Report the count of lines in the records below that hold the word "crate", omitting everything but the number.

◆ Available records
____
//! DELETE: stages tombstones for every visible match.

use crate::access::value::Value;
use crate::access::TableScanner;
use crate::error::{DbError, DbResult};
use crate::executor::{scan_schema, ColumnInfo, ExecutionContext, Executor};
use crate::expression::eval::{evaluate, truthy};
use crate::sql::ast::Expression;

pub struct DeleteExecutor {
    table: String,
    filter: Option<Expression>,
    ctx: ExecutionContext,
    schema: Vec<ColumnInfo>,
    done: bool,
}

impl DeleteExecutor {
    pub fn new(table: String, filter: Option<Expression>, ctx: ExecutionContext) -> Self {
        Self {
            table,
            filter,
            ctx,
            schema: vec![ColumnInfo::new(
                "rows_affected",
                crate::access::value::DataType::Int64,
            )],
            done: false,
        }
    }
}

impl Executor for DeleteExecutor {
    fn init(&mut self) -> DbResult<()> {
        Ok(())
    }

    fn next(&mut self) -> DbResult<Option<Vec<Value>>> {
        if self.done {
            return Ok(None);
        }
        self.done = true;

        let def = self.ctx.catalog.require_table(&self.table)?;
        if def.hidden {
            return Err(DbError::QueryPlan(format!(
                "table '{}' is reserved for internal use",
                self.table
            )));
        }
        let row_schema = scan_schema(&def, &None);

        let snapshot = self.ctx.txns.snapshot_of(self.ctx.txn)?;
        let staged = self.ctx.txns.staged_rows(self.ctx.txn, def.id);
        let scanner = TableScanner::new(
            self.ctx.pool.clone(),
            def.clone(),
            &self.ctx.versions,
            snapshot,
            staged,
        );

        let mut doomed = Vec::new();
        for item in scanner {
            let (row_id, values) = item?;
            let keep = match &self.filter {
                Some(predicate) => truthy(&evaluate(predicate, &values, &row_schema)?)?,
                None => true,
            };
            if keep {
                doomed.push(row_id);
            }
        }

        let affected = doomed.len() as i64;
        for row_id in doomed {
            self.ctx.txns.stage_delete(self.ctx.txn, def.id, row_id)?;
        }
        Ok(Some(vec![Value::Int64(affected)]))
    }

    fn output_schema(&self) -> &[ColumnInfo] {
        &self.schema
    }
}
____
◆ Response to this task
7